Dr Chisholm: It is certainly a
feasible solution, and I think there has been a debate in recent
years about whether to give people overall budgets within which
at local level the primary care organisation makes its own decisions
about how to allocate resources, or whether you should earmark
resources for particular purposes in order to protect expenditure
in that area. There are arguments in both directions. Certainly
the big change in GP out-of-hours services that occurred in the
mid-1990s was enormously facilitated by the availability of ring-fenced
funding for out-of-hours development. As a personal view I think
the NHS Confederation's suggestion is quite a sensible one, of
having an overall fund for unscheduled and emergency care, and
trying to integrate primary and secondary care more, because that
really is what needs to be done in terms of moving forward in
reforming emergency care. Whether that is identified as a separate
resource, separate from their unified budget, given the pressures
that Mr Shalley has reported, I think perhaps having some dedicated
resources for emergency and unscheduled care might be a wise move.
Q68 John Austin: I was going to ask a
question related to some evidence we had from the co-operative
in Cornwall, but I think in evidence most of you have said that
you fear that financial pressures on the PCTs may lead to some
effect on service provision.

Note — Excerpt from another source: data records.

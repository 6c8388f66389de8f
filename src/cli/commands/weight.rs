//! Learned weight and insight inspection.

use anyhow::Result;
use clap::{Args, Subcommand};

use crate::cli::context::AppContext;
use crate::cli::output::{output, truncate, CommandOutput};
use crate::domain::models::{LearningInsight, MetricWeight, WeightKey};
use crate::domain::ports::WeightStore;

#[derive(Args, Debug)]
pub struct WeightArgs {
    #[command(subcommand)]
    pub command: WeightCommands,
}

#[derive(Subcommand, Debug)]
pub enum WeightCommands {
    /// List active weights
    List,
    /// Show the full version history for one key
    History {
        /// Agent type
        agent_type: String,
        /// Metric type
        metric_type: String,
        /// Optional metric subtype
        #[arg(long)]
        subtype: Option<String>,
        /// Optional category
        #[arg(long)]
        category: Option<String>,
        /// Optional scope tag (campaign id, region, ...)
        #[arg(long)]
        scope: Option<String>,
    },
    /// List recent learning insights
    Insights {
        /// Maximum rows
        #[arg(long, default_value_t = 20)]
        limit: u32,
    },
}

#[derive(Debug, serde::Serialize)]
pub struct WeightListOutput {
    pub weights: Vec<MetricWeight>,
    pub total: usize,
}

fn weight_lines(weights: &[MetricWeight]) -> Vec<String> {
    let mut lines = vec![format!(
        "{:<34} {:<4} {:<8} {:<12} {:<11} {:<8}",
        "KEY", "VER", "WEIGHT", "THRESHOLD", "CONFIDENCE", "SAMPLES"
    )];
    lines.push("-".repeat(80));
    for w in weights {
        lines.push(format!(
            "{:<34} {:<4} {:<8.3} {:<12} {:<11.3} {:<8}",
            truncate(&w.key.to_string(), 32),
            w.version,
            w.weight,
            w.threshold
                .map_or_else(|| "-".to_string(), |t| format!("{t:.4}")),
            w.confidence,
            w.sample_size,
        ));
    }
    lines
}

impl CommandOutput for WeightListOutput {
    fn to_human(&self) -> String {
        if self.weights.is_empty() {
            return "No learned weights yet.".to_string();
        }
        let mut lines = vec![format!("{} active weight(s):\n", self.total)];
        lines.extend(weight_lines(&self.weights));
        lines.join("\n")
    }
}

#[derive(Debug, serde::Serialize)]
pub struct WeightHistoryOutput {
    pub key: WeightKey,
    pub versions: Vec<MetricWeight>,
}

impl CommandOutput for WeightHistoryOutput {
    fn to_human(&self) -> String {
        if self.versions.is_empty() {
            return format!("No versions recorded for {}.", self.key);
        }
        let mut lines = vec![format!(
            "{} version(s) for {} (newest first):\n",
            self.versions.len(),
            self.key
        )];
        lines.extend(weight_lines(&self.versions));
        lines.join("\n")
    }
}

#[derive(Debug, serde::Serialize)]
pub struct InsightListOutput {
    pub insights: Vec<LearningInsight>,
    pub total: usize,
}

impl CommandOutput for InsightListOutput {
    fn to_human(&self) -> String {
        if self.insights.is_empty() {
            return "No insights recorded.".to_string();
        }
        let mut lines = vec![format!("{} insight(s):\n", self.total)];
        for insight in &self.insights {
            lines.push(format!(
                "[{}] {} ({}): {}",
                insight.priority.as_str(),
                insight.title,
                insight.kind.as_str(),
                truncate(&insight.detail, 72),
            ));
        }
        lines.join("\n")
    }
}

pub async fn execute(args: WeightArgs, json: bool) -> Result<()> {
    let ctx = AppContext::init().await?;

    match args.command {
        WeightCommands::List => {
            let weights = ctx.weight_store.list_active().await?;
            let out = WeightListOutput {
                total: weights.len(),
                weights,
            };
            output(&out, json);
        }
        WeightCommands::History {
            agent_type,
            metric_type,
            subtype,
            category,
            scope,
        } => {
            let key = WeightKey {
                agent_type,
                metric_type,
                metric_subtype: subtype,
                category,
                scope,
            };
            let versions = ctx.weight_store.history(&key).await?;
            output(&WeightHistoryOutput { key, versions }, json);
        }
        WeightCommands::Insights { limit } => {
            let insights = ctx.weight_store.recent_insights(limit).await?;
            let out = InsightListOutput {
                total: insights.len(),
                insights,
            };
            output(&out, json);
        }
    }

    Ok(())
}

I think you also indicated that providing
a new system of care may be more costly than the way in which
it was provided before. Where do you see the key risk areas?
Professor Haslam: I think on a
very small level, one of the ways that out-of-hours care has survived
in the last two or three years, if not longer, is that the responsibilityand
we talked about this beforefor instance, for next Saturday
night, lies with me, and I will try and sell that if I do not
want to do it. Actually, practically, if nobody else wants to
do it, the cost goes up and up and up and up until it is enough
money for me to be prepared to pay it and somebody else to be
prepared to do it. That has been a budget just between individual
doctors, effectively. Obviously from an NHS budget one cannot
have that degree of financial flexibility for what the cost of
a shift would be, so there feel to me to be concerns about just
what will happen. This is very much in Mark's area rather than
mine, but it is an observation that would concern me.

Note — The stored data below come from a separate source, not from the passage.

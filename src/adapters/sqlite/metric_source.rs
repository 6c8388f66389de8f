//! SQLite implementation of the `MetricSource` port.
//!
//! The wider platform ingests observations into `metric_observations`; the
//! control loop only reads them. `insert` exists for operator tooling and
//! tests, outside the port contract.

use async_trait::async_trait;
use chrono::Utc;
use sqlx::{QueryBuilder, Sqlite, SqlitePool};

use crate::adapters::sqlite::{parse_datetime, parse_uuid};
use crate::domain::errors::DomainResult;
use crate::domain::models::{MetricObservation, MetricQuery};
use crate::domain::ports::MetricSource;

#[derive(Clone)]
pub struct SqliteMetricSource {
    pool: SqlitePool,
}

impl SqliteMetricSource {
    pub fn new(pool: SqlitePool) -> Self {
        Self { pool }
    }

    pub async fn insert(&self, obs: &MetricObservation) -> DomainResult<()> {
        sqlx::query(
            r"INSERT INTO metric_observations
               (id, agent_type, metric_type, metric_subtype, category, campaign_id,
                region, platform, value, recorded_at)
               VALUES (?, ?, ?, ?, ?, ?, ?, ?, ?, ?)",
        )
        .bind(obs.id.to_string())
        .bind(&obs.agent_type)
        .bind(&obs.metric_type)
        .bind(&obs.metric_subtype)
        .bind(&obs.category)
        .bind(&obs.campaign_id)
        .bind(&obs.region)
        .bind(&obs.platform)
        .bind(obs.value)
        .bind(obs.recorded_at.to_rfc3339())
        .execute(&self.pool)
        .await?;
        Ok(())
    }
}

#[derive(Debug, sqlx::FromRow)]
struct MetricRow {
    id: String,
    agent_type: String,
    metric_type: String,
    metric_subtype: Option<String>,
    category: Option<String>,
    campaign_id: Option<String>,
    region: Option<String>,
    platform: Option<String>,
    value: f64,
    recorded_at: String,
}

fn row_to_observation(row: MetricRow) -> DomainResult<MetricObservation> {
    Ok(MetricObservation {
        id: parse_uuid(&row.id)?,
        agent_type: row.agent_type,
        metric_type: row.metric_type,
        metric_subtype: row.metric_subtype,
        category: row.category,
        campaign_id: row.campaign_id,
        region: row.region,
        platform: row.platform,
        value: row.value,
        recorded_at: parse_datetime(&row.recorded_at)?,
    })
}

#[async_trait]
impl MetricSource for SqliteMetricSource {
    async fn query(&self, query: &MetricQuery) -> DomainResult<Vec<MetricObservation>> {
        let mut qb: QueryBuilder<Sqlite> =
            QueryBuilder::new("SELECT * FROM metric_observations WHERE 1 = 1");

        if let Some(ref agent) = query.agent_type {
            qb.push(" AND agent_type = ").push_bind(agent.clone());
        }
        if let Some(ref mt) = query.metric_type {
            qb.push(" AND metric_type = ").push_bind(mt.clone());
        }
        if let Some(ref sub) = query.metric_subtype {
            qb.push(" AND metric_subtype = ").push_bind(sub.clone());
        }
        if let Some(ref cat) = query.category {
            qb.push(" AND category = ").push_bind(cat.clone());
        }
        push_allow_list(&mut qb, "campaign_id", &query.campaigns);
        push_allow_list(&mut qb, "region", &query.regions);
        push_allow_list(&mut qb, "platform", &query.platforms);

        if let Some(lookback) = query.lookback {
            let cutoff = Utc::now()
                - chrono::Duration::from_std(lookback)
                    .unwrap_or_else(|_| chrono::Duration::days(36_500));
            qb.push(" AND recorded_at >= ").push_bind(cutoff.to_rfc3339());
        }

        qb.push(" ORDER BY recorded_at DESC");
        if let Some(limit) = query.limit {
            qb.push(" LIMIT ").push_bind(i64::from(limit));
        }

        let rows: Vec<MetricRow> = qb.build_query_as().fetch_all(&self.pool).await?;
        rows.into_iter().map(row_to_observation).collect()
    }
}

fn push_allow_list(qb: &mut QueryBuilder<'_, Sqlite>, column: &str, allowed: &[String]) {
    if allowed.is_empty() {
        return;
    }
    qb.push(format!(" AND {column} IN ("));
    let mut separated = qb.separated(", ");
    for value in allowed {
        separated.push_bind(value.clone());
    }
    qb.push(")");
}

Dr Reynolds: I think the key risk
is providing a sustainable workforce adequately remunerated with
conditions of work that allow people to wish to come back to work.
At the moment if a GP has a ferociously busy Sunday morning shift
at the co-op, they still have to come up to the next one; but
if they have two or three of those in a row when they are on a
different basis, relationship, they may choose not to do so. So
I think the workforce and the conditions, the development of the
skill mix, are the key risk areas. The funding has to largely
goactually the biggest cost is to the workforce-rather
than to the physical infrastructure. It is a very workforce-heavy
cost.
Dr Sadler: I think the biggest
risk was the one I started to refer to when the bell was going
earlier. At the present time, whatever provision a GP makes to
provide out-of-hours service, ultimately that responsibility is
his own, so if the service with whom he contracts or which he
uses to provide that service for one reason or another cannot
cope or provide that service, they can hand back that service,
because it is the GP's 24-hour responsibility to provide care.
As from 31 December that responsibility no longer applies, and
it is a concern to myself and some colleagues that in some areas
there appear to be new, not-yet-proven, untried models being put
into place as we come into the winter of 2004, without that back-up;
and where you have a relatively small, untried service, there
is to me a danger that if you get some fluctuations in demand,
an epidemic, they may not be able to cope with that and will not
have the back-stop of being able to say "Aha! It's actually
the GP's 24-hour responsibility, so let's hand it back".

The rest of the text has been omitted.